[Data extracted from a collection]
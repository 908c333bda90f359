//! Conversion stages with separate success and failure outputs.
//!
//! A [`ConversionStage`] is a plain fallible function. [`FailsafeStage`] wraps
//! it so that a failure (returned error or panic) never escapes: the record is
//! routed to the failure output with its original and input payload intact.

use std::any::Any;
use std::error::Error as StdError;
use std::panic::{catch_unwind, AssertUnwindSafe};
use std::sync::atomic::{AtomicU64, Ordering};
use std::sync::Arc;

use tokio::sync::mpsc;
use tokio_util::sync::CancellationToken;
use tracing::{debug, warn};

use crate::error::RowError;

use super::failsafe::{ErrorDetail, FailsafeRecord};

/// One fallible transformation step.
pub trait ConversionStage: Send + Sync {
    type Input;
    type Output;
    type Error: StdError + 'static;

    /// Stage name, used in logs, counters and dead-letter records.
    fn name(&self) -> &str;

    /// Convert one payload.
    fn convert(&self, input: &Self::Input) -> Result<Self::Output, Self::Error>;
}

/// Monotonic per-stage counters.
#[derive(Debug, Default)]
pub struct StageCounters {
    success: AtomicU64,
    failed: AtomicU64,
}

/// Point-in-time copy of [`StageCounters`].
#[derive(Debug, Clone, Copy, Default, PartialEq, Eq)]
pub struct StageCounts {
    pub success: u64,
    pub failed: u64,
}

impl StageCounters {
    pub fn new() -> Self {
        Self::default()
    }

    pub fn record_success(&self) {
        self.success.fetch_add(1, Ordering::Relaxed);
    }

    pub fn record_failure(&self) {
        self.failed.fetch_add(1, Ordering::Relaxed);
    }

    pub fn snapshot(&self) -> StageCounts {
        StageCounts {
            success: self.success.load(Ordering::Relaxed),
            failed: self.failed.load(Ordering::Relaxed),
        }
    }
}

/// Result of applying a stage to one record.
#[derive(Debug)]
pub enum StageResult<O, I, T> {
    /// Converted record, same original.
    Success(FailsafeRecord<O, T>),
    /// Unchanged record with the error attached.
    Failure(FailsafeRecord<O, I>),
}

/// Records split by outcome, in input order within each side.
#[derive(Debug)]
pub struct StageOutputs<O, I, T> {
    pub successes: Vec<FailsafeRecord<O, T>>,
    pub failures: Vec<FailsafeRecord<O, I>>,
}

impl<O, I, T> Default for StageOutputs<O, I, T> {
    fn default() -> Self {
        Self {
            successes: Vec::new(),
            failures: Vec::new(),
        }
    }
}

/// Output type aliases for a wrapped stage.
pub type StageResultOf<O, S> =
    StageResult<O, <S as ConversionStage>::Input, <S as ConversionStage>::Output>;
pub type StageOutputsOf<O, S> =
    StageOutputs<O, <S as ConversionStage>::Input, <S as ConversionStage>::Output>;

/// A stage wrapped with failure capture and counters.
#[derive(Debug)]
pub struct FailsafeStage<S> {
    stage: S,
    counters: Arc<StageCounters>,
}

impl<S: ConversionStage> FailsafeStage<S> {
    pub fn new(stage: S) -> Self {
        Self {
            stage,
            counters: Arc::new(StageCounters::new()),
        }
    }

    pub fn name(&self) -> &str {
        self.stage.name()
    }

    pub fn inner(&self) -> &S {
        &self.stage
    }

    /// Shared handle to this stage's counters.
    pub fn counters(&self) -> Arc<StageCounters> {
        Arc::clone(&self.counters)
    }

    /// Apply the stage to one record.
    ///
    /// Records that already carry an error are passed to the failure side
    /// without being converted again.
    pub fn process<O>(&self, record: FailsafeRecord<O, S::Input>) -> StageResultOf<O, S> {
        if record.is_failed() {
            return StageResult::Failure(record);
        }

        let outcome = catch_unwind(AssertUnwindSafe(|| self.stage.convert(record.payload())));

        let detail = match outcome {
            Ok(Ok(output)) => {
                self.counters.record_success();
                return StageResult::Success(record.with_payload(output));
            }
            Ok(Err(e)) => ErrorDetail::from_error(&e),
            Err(panic) => {
                let err = RowError::Panicked {
                    stage: self.stage.name().to_string(),
                    message: panic_message(panic.as_ref()),
                };
                ErrorDetail::from_error(&err)
            }
        };

        self.counters.record_failure();
        warn!("Stage {} failed: {}", self.stage.name(), detail.message);
        debug!("{}", detail.trace);
        StageResult::Failure(record.with_error(detail))
    }

    /// Apply the stage to every record of a batch.
    pub fn process_all<O, I>(&self, records: I) -> StageOutputsOf<O, S>
    where
        I: IntoIterator<Item = FailsafeRecord<O, S::Input>>,
    {
        let mut out = StageOutputs::default();
        for record in records {
            match self.process(record) {
                StageResult::Success(r) => out.successes.push(r),
                StageResult::Failure(r) => out.failures.push(r),
            }
        }
        out
    }

    /// Drain `input`, sending each record to `success` or `failure`.
    ///
    /// Stops when the input closes, either output closes, or `cancel` fires.
    /// Returns the stage counters at exit.
    pub async fn run<O>(
        &self,
        mut input: mpsc::Receiver<FailsafeRecord<O, S::Input>>,
        success: mpsc::Sender<FailsafeRecord<O, S::Output>>,
        failure: mpsc::Sender<FailsafeRecord<O, S::Input>>,
        cancel: CancellationToken,
    ) -> StageCounts {
        loop {
            let record = tokio::select! {
                biased;
                _ = cancel.cancelled() => {
                    debug!("Stage {} cancelled", self.stage.name());
                    break;
                }
                next = input.recv() => match next {
                    Some(record) => record,
                    None => break,
                },
            };

            let (sent, side) = match self.process(record) {
                StageResult::Success(r) => (forward(&success, r, &cancel).await, "success"),
                StageResult::Failure(r) => (forward(&failure, r, &cancel).await, "failure"),
            };
            match sent {
                Forwarded::Sent => {}
                Forwarded::Cancelled => {
                    warn!(
                        "Stage {} cancelled while sending to {} output, record dropped",
                        self.stage.name(),
                        side
                    );
                    break;
                }
                Forwarded::Closed => {
                    warn!(
                        "Stage {}: {} output channel closed, record dropped, stopping",
                        self.stage.name(),
                        side
                    );
                    break;
                }
            }
        }

        self.counters.snapshot()
    }
}

enum Forwarded {
    Sent,
    Closed,
    Cancelled,
}

async fn forward<R>(tx: &mpsc::Sender<R>, record: R, cancel: &CancellationToken) -> Forwarded {
    tokio::select! {
        biased;
        _ = cancel.cancelled() => Forwarded::Cancelled,
        sent = tx.send(record) => match sent {
            Ok(()) => Forwarded::Sent,
            Err(_) => Forwarded::Closed,
        },
    }
}

fn panic_message(payload: &(dyn Any + Send)) -> String {
    if let Some(s) = payload.downcast_ref::<&str>() {
        (*s).to_string()
    } else if let Some(s) = payload.downcast_ref::<String>() {
        s.clone()
    } else {
        "non-string panic payload".to_string()
    }
}
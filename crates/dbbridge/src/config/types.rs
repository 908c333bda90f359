//! Configuration type definitions.

use serde::{Deserialize, Serialize};

use crate::core::schema::SourceKind;
use crate::pipeline::{dead_letter_table_or_default, DEFAULT_DEAD_LETTER_SUFFIX};

/// Root configuration structure.
#[derive(Debug, Clone, Serialize, Deserialize)]
pub struct BridgeConfig {
    /// Source the schema and rows come from.
    pub source: SourceConfig,

    /// Read planning. Only valid for sources with an SQL dialect.
    #[serde(default, skip_serializing_if = "Option::is_none")]
    pub export: Option<ExportConfig>,

    /// Failed-record output.
    #[serde(default)]
    pub dead_letter: DeadLetterConfig,

    /// Log output.
    #[serde(default)]
    pub logging: LoggingConfig,
}

/// Source identity.
#[derive(Debug, Clone, Serialize, Deserialize)]
pub struct SourceConfig {
    /// Source kind: googlesql, postgres, cassandra, mysql or oracle.
    pub kind: SourceKind,

    /// Database, keyspace or instance name.
    pub name: String,
}

/// Read planning configuration.
#[derive(Debug, Clone, Default, Serialize, Deserialize)]
pub struct ExportConfig {
    /// SQL dialect of the generated queries (default: the source kind's dialect).
    #[serde(default, skip_serializing_if = "Option::is_none")]
    pub dialect: Option<String>,

    /// Comma-separated table allow-list. Empty selects every table.
    #[serde(default, skip_serializing_if = "Option::is_none")]
    pub tables: Option<String>,
}

/// Dead-letter output configuration.
#[derive(Debug, Clone, Serialize, Deserialize)]
pub struct DeadLetterConfig {
    /// Include the error chain in dead-letter records (default: true).
    #[serde(default = "default_true")]
    pub include_trace: bool,

    /// Dead-letter table. Defaults to the output table plus `table_suffix`.
    #[serde(default, skip_serializing_if = "Option::is_none")]
    pub table: Option<String>,

    /// Suffix for the default dead-letter table (default: `_error_records`).
    #[serde(default = "default_table_suffix")]
    pub table_suffix: String,
}

impl DeadLetterConfig {
    /// Dead-letter table for rows written to `output_table_spec`.
    pub fn table_for(&self, output_table_spec: &str) -> String {
        dead_letter_table_or_default(self.table.as_deref(), output_table_spec, &self.table_suffix)
    }
}

impl Default for DeadLetterConfig {
    fn default() -> Self {
        Self {
            include_trace: true,
            table: None,
            table_suffix: default_table_suffix(),
        }
    }
}

/// Logging configuration.
#[derive(Debug, Clone, Serialize, Deserialize)]
pub struct LoggingConfig {
    /// Level: error, warn, info, debug or trace (default: info).
    #[serde(default = "default_verbosity")]
    pub verbosity: String,

    /// Output format: text or json (default: text).
    #[serde(default = "default_format")]
    pub format: String,
}

impl Default for LoggingConfig {
    fn default() -> Self {
        Self {
            verbosity: default_verbosity(),
            format: default_format(),
        }
    }
}

fn default_true() -> bool {
    true
}

fn default_table_suffix() -> String {
    DEFAULT_DEAD_LETTER_SUFFIX.to_string()
}

fn default_verbosity() -> String {
    "info".to_string()
}

fn default_format() -> String {
    "text".to_string()
}
// 🔍 Filter - merged rows for one year and a set of countries
// Output rows have their metric fields coerced to numbers.

use crate::coerce::coerce_cell;
use crate::merge::{MergedRecord, MergedTable};
use serde::{Deserialize, Serialize};
use std::collections::BTreeSet;

/// What the user has picked: one year, any number of countries
#[derive(Debug, Clone, PartialEq, Serialize, Deserialize)]
pub struct Selection {
    pub year: i32,
    pub countries: BTreeSet<String>,
}

impl Selection {
    pub fn new<I, S>(year: i32, countries: I) -> Self
    where
        I: IntoIterator<Item = S>,
        S: Into<String>,
    {
        Selection {
            year,
            countries: countries.into_iter().map(Into::into).collect(),
        }
    }

    pub fn matches(&self, record: &MergedRecord) -> bool {
        record.year == self.year && self.countries.contains(&record.country)
    }
}

/// One chart-ready row: x = gni_per_capita, y = lex, size = population
#[derive(Debug, Clone, PartialEq, Serialize, Deserialize)]
pub struct Bubble {
    pub country: String,
    pub year: i32,
    pub gni_per_capita: Option<f64>,
    pub lex: Option<f64>,
    pub population: Option<f64>,
}

impl Bubble {
    pub fn from_record(record: &MergedRecord) -> Self {
        Bubble {
            country: record.country.clone(),
            year: record.year,
            gni_per_capita: coerce_cell(record.gni_per_capita.as_ref()),
            lex: coerce_cell(record.lex.as_ref()),
            population: coerce_cell(record.population.as_ref()),
        }
    }

    /// All three chart dimensions are present
    pub fn is_plottable(&self) -> bool {
        self.gni_per_capita.is_some() && self.lex.is_some() && self.population.is_some()
    }
}

/// Exactly the rows whose year equals the selected year and whose country is
/// selected, in table order
pub fn filter_rows<'a>(table: &'a MergedTable, selection: &Selection) -> Vec<&'a MergedRecord> {
    table
        .records
        .iter()
        .filter(|record| selection.matches(record))
        .collect()
}

pub fn filter_bubbles(table: &MergedTable, selection: &Selection) -> Vec<Bubble> {
    filter_rows(table, selection)
        .into_iter()
        .map(Bubble::from_record)
        .collect()
}

/// Preferred default countries that actually exist in the table
pub fn available_defaults(table: &MergedTable, preferred: &[String]) -> Vec<String> {
    let known: BTreeSet<String> = table.countries().into_iter().collect();
    preferred
        .iter()
        .filter(|c| known.contains(c.as_str()))
        .cloned()
        .collect()
}

#[cfg(test)]
mod tests {
    use super::*;
    use crate::reshape::CellValue;

    fn record(country: &str, year: i32, lex: f64, gni: &str, pop: &str) -> MergedRecord {
        MergedRecord {
            country: country.to_string(),
            year,
            lex: Some(CellValue::Number(lex)),
            gni_per_capita: Some(CellValue::from(gni)),
            population: Some(CellValue::from(pop)),
        }
    }

    fn sample_table() -> MergedTable {
        MergedTable {
            records: vec![
                record("Germany", 2000, 78.0, "30k", "82M"),
                record("Germany", 2001, 78.5, "31k", "82M"),
                record("Japan", 2000, 81.0, "28k", "127M"),
                record("USA", 2000, 77.0, "45k", "282M"),
                record("Vietnam", 2000, 70.0, "abc", "79M"),
            ],
        }
    }

    #[test]
    fn test_filter_exact_year_and_countries() {
        let table = sample_table();
        let selection = Selection::new(2000, ["Germany", "USA"]);

        let rows = filter_rows(&table, &selection);

        let keys: Vec<(&str, i32)> = rows.iter().map(|r| (r.country.as_str(), r.year)).collect();
        assert_eq!(keys, vec![("Germany", 2000), ("USA", 2000)]);
    }

    #[test]
    fn test_filter_matches_predicate_for_every_row() {
        let table = sample_table();
        let selection = Selection::new(2000, ["Germany", "Japan", "Atlantis"]);

        let rows = filter_rows(&table, &selection);
        let expected: Vec<&MergedRecord> = table
            .records
            .iter()
            .filter(|r| r.year == 2000 && selection.countries.contains(&r.country))
            .collect();

        assert_eq!(rows, expected);
    }

    #[test]
    fn test_filter_empty_selection() {
        let table = sample_table();
        let selection = Selection::new(2000, Vec::<String>::new());

        assert!(filter_rows(&table, &selection).is_empty());
        assert!(filter_rows(&table, &Selection::new(1800, ["Germany"])).is_empty());
    }

    #[test]
    fn test_bubbles_are_coerced() {
        let table = sample_table();
        let bubbles = filter_bubbles(&table, &Selection::new(2000, ["USA", "Vietnam"]));

        assert_eq!(bubbles.len(), 2);
        assert_eq!(bubbles[0].gni_per_capita, Some(45000.0));
        assert_eq!(bubbles[0].population, Some(282e6));
        assert!(bubbles[0].is_plottable());

        // Unparseable GNI becomes missing, the row is still returned
        assert_eq!(bubbles[1].country, "Vietnam");
        assert_eq!(bubbles[1].gni_per_capita, None);
        assert!(!bubbles[1].is_plottable());
    }

    #[test]
    fn test_available_defaults() {
        let table = sample_table();
        let preferred = vec!["Germany".to_string(), "France".to_string(), "USA".to_string()];

        assert_eq!(available_defaults(&table, &preferred), vec!["Germany", "USA"]);
    }
}
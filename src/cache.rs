// ⏳ Memoization with a fixed time-to-live
// Entries are reused while `now - computed_at < ttl`, otherwise recomputed
// and overwritten. There is no other invalidation.

use chrono::{DateTime, Duration, Utc};
use std::collections::HashMap;
use std::hash::Hash;

#[derive(Debug, Clone)]
struct CacheEntry<V> {
    value: V,
    computed_at: DateTime<Utc>,
}

#[derive(Debug)]
pub struct TtlCache<K, V> {
    ttl: Duration,
    entries: HashMap<K, CacheEntry<V>>,
}

impl<K: Eq + Hash, V: Clone> TtlCache<K, V> {
    pub fn new(ttl: Duration) -> Self {
        TtlCache {
            ttl,
            entries: HashMap::new(),
        }
    }

    /// Fresh value for `key` at time `now`, if any
    pub fn get_at(&self, key: &K, now: DateTime<Utc>) -> Option<V> {
        self.entries
            .get(key)
            .filter(|entry| now - entry.computed_at < self.ttl)
            .map(|entry| entry.value.clone())
    }

    pub fn insert_at(&mut self, key: K, value: V, now: DateTime<Utc>) {
        self.entries.insert(
            key,
            CacheEntry {
                value,
                computed_at: now,
            },
        );
    }

    /// Return the cached value or compute, store and return a new one.
    ///
    /// A failed computation leaves any stale entry in place; it will be
    /// retried on the next call.
    pub fn get_or_try_insert_at<E>(
        &mut self,
        key: K,
        now: DateTime<Utc>,
        compute: impl FnOnce() -> Result<V, E>,
    ) -> Result<V, E> {
        if let Some(value) = self.get_at(&key, now) {
            return Ok(value);
        }

        let value = compute()?;
        self.insert_at(key, value.clone(), now);
        Ok(value)
    }

    pub fn get_or_try_insert<E>(
        &mut self,
        key: K,
        compute: impl FnOnce() -> Result<V, E>,
    ) -> Result<V, E> {
        self.get_or_try_insert_at(key, Utc::now(), compute)
    }

    pub fn len(&self) -> usize {
        self.entries.len()
    }

    pub fn is_empty(&self) -> bool {
        self.entries.is_empty()
    }
}

#[cfg(test)]
mod tests {
    use super::*;
    use std::convert::Infallible;

    #[test]
    fn test_reuses_value_before_expiry() {
        let mut cache = TtlCache::new(Duration::seconds(3600));
        let t0 = Utc::now();
        let mut calls = 0;

        let first = cache
            .get_or_try_insert_at("lex.csv", t0, || {
                calls += 1;
                Ok::<_, Infallible>(1)
            })
            .unwrap();
        let second = cache
            .get_or_try_insert_at("lex.csv", t0 + Duration::seconds(3599), || {
                calls += 1;
                Ok::<_, Infallible>(2)
            })
            .unwrap();

        assert_eq!(first, 1);
        assert_eq!(second, 1);
        assert_eq!(calls, 1);
    }

    #[test]
    fn test_recomputes_after_expiry() {
        let mut cache = TtlCache::new(Duration::seconds(3600));
        let t0 = Utc::now();

        cache.insert_at("lex.csv", 1, t0);
        let value = cache
            .get_or_try_insert_at("lex.csv", t0 + Duration::seconds(3600), || {
                Ok::<_, Infallible>(2)
            })
            .unwrap();

        assert_eq!(value, 2);
        // The overwritten entry is fresh relative to its recompute time
        assert_eq!(
            cache.get_at(&"lex.csv", t0 + Duration::seconds(7199)),
            Some(2)
        );
        assert_eq!(cache.get_at(&"lex.csv", t0 + Duration::seconds(7200)), None);
    }

    #[test]
    fn test_keys_are_independent() {
        let mut cache = TtlCache::new(Duration::seconds(60));
        let now = Utc::now();

        cache.insert_at("a", 1, now);
        cache.insert_at("b", 2, now);

        assert_eq!(cache.get_at(&"a", now), Some(1));
        assert_eq!(cache.get_at(&"b", now), Some(2));
        assert_eq!(cache.get_at(&"c", now), None);
        assert_eq!(cache.len(), 2);
    }

    #[test]
    fn test_failed_compute_is_not_cached() {
        let mut cache: TtlCache<&str, i32> = TtlCache::new(Duration::seconds(60));
        let now = Utc::now();

        let err = cache.get_or_try_insert_at("bad", now, || Err("boom"));
        assert_eq!(err, Err("boom"));
        assert!(cache.is_empty());

        let ok = cache.get_or_try_insert_at("bad", now, || Ok::<_, &str>(5));
        assert_eq!(ok, Ok(5));
    }
}
fn render_countries(f: &mut Frame, area: Rect, app: &mut App, chart: &ChartLayout) {
    let items: Vec<ListItem> = app
        .picker
        .options()
        .iter()
        .map(|country| {
            let color = chart
                .bubbles
                .iter()
                .find(|b| &b.country == country)
                .map(|b| PALETTE[b.color]);

            let marker = match (app.picker.is_selected(country), color) {
                (true, Some(c)) => Span::styled("● ", Style::default().fg(c)),
                (true, None) => Span::styled("○ ", Style::default().fg(Color::DarkGray)),
                (false, _) => Span::raw("  "),
            };

            ListItem::new(Line::from(vec![marker, Span::raw(country.clone())]))
        })
        .collect();

    let list = List::new(items)
        .block(
            Block::default()
                .borders(Borders::ALL)
                .border_style(Style::default().fg(Color::White))
                .title(format!(" Countries ({}) ", app.picker.selected().len())),
        )
        .highlight_style(
            Style::default()
                .bg(Color::DarkGray)
                .add_modifier(Modifier::BOLD),
        )
        .highlight_symbol("→ ");

    f.render_stateful_widget(list, area, &mut app.list_state);
}

fn render_status_bar(f: &mut Frame, area: Rect, app: &App, chart: &ChartLayout) {
    let mut status_spans = vec![Span::styled(
        format!(" Bubbles: {} ", chart.bubbles.len()),
        Style::default().fg(Color::Cyan),
    )];

    if !chart.omitted.is_empty() {
        status_spans.push(Span::raw(" | "));
        status_spans.push(Span::styled(
            format!("No data: {}", truncate(&chart.omitted.join(", "), 30)),
            Style::default().fg(Color::Red),
        ));
    }

    status_spans.push(Span::raw(" | "));
    status_spans.push(Span::styled("←/→", Style::default().fg(Color::Yellow)));
    status_spans.push(Span::raw(" Year | "));
    status_spans.push(Span::styled("p", Style::default().fg(Color::Yellow)));
    status_spans.push(Span::raw(if app.slider.playing { " Pause | " } else { " Play | " }));
    status_spans.push(Span::styled("↑/↓", Style::default().fg(Color::Yellow)));
    status_spans.push(Span::raw(" Nav | "));
    status_spans.push(Span::styled("Space", Style::default().fg(Color::Yellow)));
    status_spans.push(Span::raw(" Select | "));
    status_spans.push(Span::styled("c/d", Style::default().fg(Color::Yellow)));
    status_spans.push(Span::raw(" Clear/Defaults | "));
    status_spans.push(Span::styled("Tab", Style::default().fg(Color::Yellow)));
    status_spans.push(Span::raw(" Page | "));
    status_spans.push(Span::styled("q", Style::default().fg(Color::Red)));
    status_spans.push(Span::raw(" Quit"));

    let status_bar = Paragraph::new(vec![Line::from(status_spans)]).block(
        Block::default()
            .borders(Borders::ALL)
            .border_style(Style::default().fg(Color::White)),
    );

    f.render_widget(status_bar, area);
}

fn format_value(value: Option<f64>, decimals: usize) -> String {
    match value {
        Some(v) => format!("{:.*}", decimals, v),
        None => "-".to_string(),
    }
}

fn truncate(s: &str, max_len: usize) -> String {
    if s.chars().count() <= max_len {
        s.to_string()
    } else {
        let head: String = s.chars().take(max_len.saturating_sub(3)).collect();
        format!("{}...", head)
    }
}
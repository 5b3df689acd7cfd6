// 🔢 Numeric coercion at the presentation boundary
// "12.3k" → 12300.0, "1.2M" → 1200000.0, anything unparseable → missing

use crate::reshape::CellValue;

/// Coerce a raw text value to a number.
///
/// Every `k` becomes `e3` and every `M` becomes `e6` before the float parse.
/// Returns None instead of failing on malformed input. Infinities and NaN
/// count as missing since they cannot be plotted.
pub fn parse_number(raw: &str) -> Option<f64> {
    let expanded = raw.trim().replace('k', "e3").replace('M', "e6");
    expanded.parse::<f64>().ok().filter(|n| n.is_finite())
}

/// Coerce a (possibly missing) cell to a number
pub fn coerce_cell(cell: Option<&CellValue>) -> Option<f64> {
    match cell? {
        CellValue::Number(n) if !n.is_finite() => None,
        CellValue::Number(n) => Some(*n),
        CellValue::Text(s) => parse_number(s),
    }
}
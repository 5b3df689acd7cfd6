// 🫧 Bubble chart layout
// x = GNI per capita, y = life expectancy, size = population, color = country
//
// Bubbles are placed in a square plot space of PLOT_SPAN units per axis so a
// circle stays round no matter how different the data ranges are.

use crate::filter::Bubble;
use serde::Serialize;

pub const X_LABEL: &str = "GNI per Capita";
pub const Y_LABEL: &str = "Life Expectancy";
pub const SIZE_LABEL: &str = "Population";

/// Width and height of the plot space
pub const PLOT_SPAN: f64 = 100.0;

/// Figure size `size_max` is measured against (a 600 unit wide figure)
const REFERENCE_EXTENT: f64 = 600.0;

/// Fraction of the data range added on each side of an axis
const AXIS_PADDING: f64 = 0.05;

/// Palette size; color indices cycle through it
pub const PALETTE_LEN: usize = 10;

#[derive(Debug, Clone, PartialEq, Serialize)]
pub struct PlacedBubble {
    pub country: String,
    /// Data values
    pub gni_per_capita: f64,
    pub lex: f64,
    pub population: f64,
    /// Position and radius in plot space
    pub x: f64,
    pub y: f64,
    pub radius: f64,
    pub color: usize,
}

#[derive(Debug, Clone, PartialEq, Serialize)]
pub struct ChartLayout {
    pub title: String,
    pub x_bounds: [f64; 2],
    pub y_bounds: [f64; 2],
    pub bubbles: Vec<PlacedBubble>,
    /// Selected rows that lacked x, y or size
    pub omitted: Vec<String>,
}

impl ChartLayout {
    /// Data value → plot space along the x axis
    pub fn plot_x(&self, value: f64) -> f64 {
        scale(value, self.x_bounds)
    }

    pub fn plot_y(&self, value: f64) -> f64 {
        scale(value, self.y_bounds)
    }

    /// Evenly spaced (plot position, label) pairs for the x axis
    pub fn x_ticks(&self, count: usize) -> Vec<(f64, String)> {
        ticks(self.x_bounds, count)
    }

    pub fn y_ticks(&self, count: usize) -> Vec<(f64, String)> {
        ticks(self.y_bounds, count)
    }
}

/// Lay out the bubbles for one year.
///
/// `color_order` fixes each country's palette slot so colors stay put while
/// the year changes; countries missing from it follow in bubble order.
pub fn layout(bubbles: &[Bubble], year: i32, color_order: &[String], size_max: f64) -> ChartLayout {
    let mut plottable = Vec::new();
    let mut omitted = Vec::new();

    for bubble in bubbles {
        match (bubble.gni_per_capita, bubble.lex, bubble.population) {
            (Some(x), Some(y), Some(size)) if size >= 0.0 => plottable.push((bubble, x, y, size)),
            _ => omitted.push(bubble.country.clone()),
        }
    }

    let x_bounds = padded_bounds(plottable.iter().map(|p| p.1));
    let y_bounds = padded_bounds(plottable.iter().map(|p| p.2));
    let max_size = plottable.iter().map(|p| p.3).fold(0.0_f64, f64::max);
    let max_radius = size_max / 2.0 / REFERENCE_EXTENT * PLOT_SPAN;

    let mut extra_colors: Vec<&str> = Vec::new();
    let placed = plottable
        .into_iter()
        .map(|(bubble, x, y, size)| {
            let slot = match color_order.iter().position(|c| c == &bubble.country) {
                Some(pos) => pos,
                None => {
                    let pos = match extra_colors.iter().position(|c| *c == bubble.country) {
                        Some(pos) => pos,
                        None => {
                            extra_colors.push(&bubble.country);
                            extra_colors.len() - 1
                        }
                    };
                    color_order.len() + pos
                }
            };

            // Area ∝ population
            let radius = if max_size > 0.0 {
                max_radius * (size / max_size).sqrt()
            } else {
                0.0
            };

            PlacedBubble {
                country: bubble.country.clone(),
                gni_per_capita: x,
                lex: y,
                population: size,
                x: scale(x, x_bounds),
                y: scale(y, y_bounds),
                radius,
                color: slot % PALETTE_LEN,
            }
        })
        .collect();

    ChartLayout {
        title: format!("Year {}", year),
        x_bounds,
        y_bounds,
        bubbles: placed,
        omitted,
    }
}

fn scale(value: f64, bounds: [f64; 2]) -> f64 {
    let span = bounds[1] - bounds[0];
    if span <= 0.0 {
        return PLOT_SPAN / 2.0;
    }
    (value - bounds[0]) / span * PLOT_SPAN
}

fn padded_bounds(values: impl Iterator<Item = f64>) -> [f64; 2] {
    let (min, max) = values.fold((f64::INFINITY, f64::NEG_INFINITY), |(lo, hi), v| {
        (lo.min(v), hi.max(v))
    });

    if !min.is_finite() || !max.is_finite() {
        return [0.0, 1.0];
    }

    let span = max - min;
    let pad = if span > 0.0 {
        span * AXIS_PADDING
    } else if min != 0.0 {
        min.abs() * AXIS_PADDING
    } else {
        1.0
    };
    [min - pad, max + pad]
}

fn ticks(bounds: [f64; 2], count: usize) -> Vec<(f64, String)> {
    if count < 2 {
        return Vec::new();
    }
    (0..count)
        .map(|i| {
            let fraction = i as f64 / (count - 1) as f64;
            let value = bounds[0] + (bounds[1] - bounds[0]) * fraction;
            (fraction * PLOT_SPAN, format_compact(value))
        })
        .collect()
}

/// Short axis label: 1234 → "1.2k", 82000000 → "82.0M"
pub fn format_compact(value: f64) -> String {
    let abs = value.abs();
    if abs >= 1e9 {
        format!("{:.1}B", value / 1e9)
    } else if abs >= 1e6 {
        format!("{:.1}M", value / 1e6)
    } else if abs >= 1e3 {
        format!("{:.1}k", value / 1e3)
    } else {
        format!("{:.0}", value)
    }
}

Exercise: Count each line above that has the word "side" in it, and write down nothing but the total.

Expected output: 6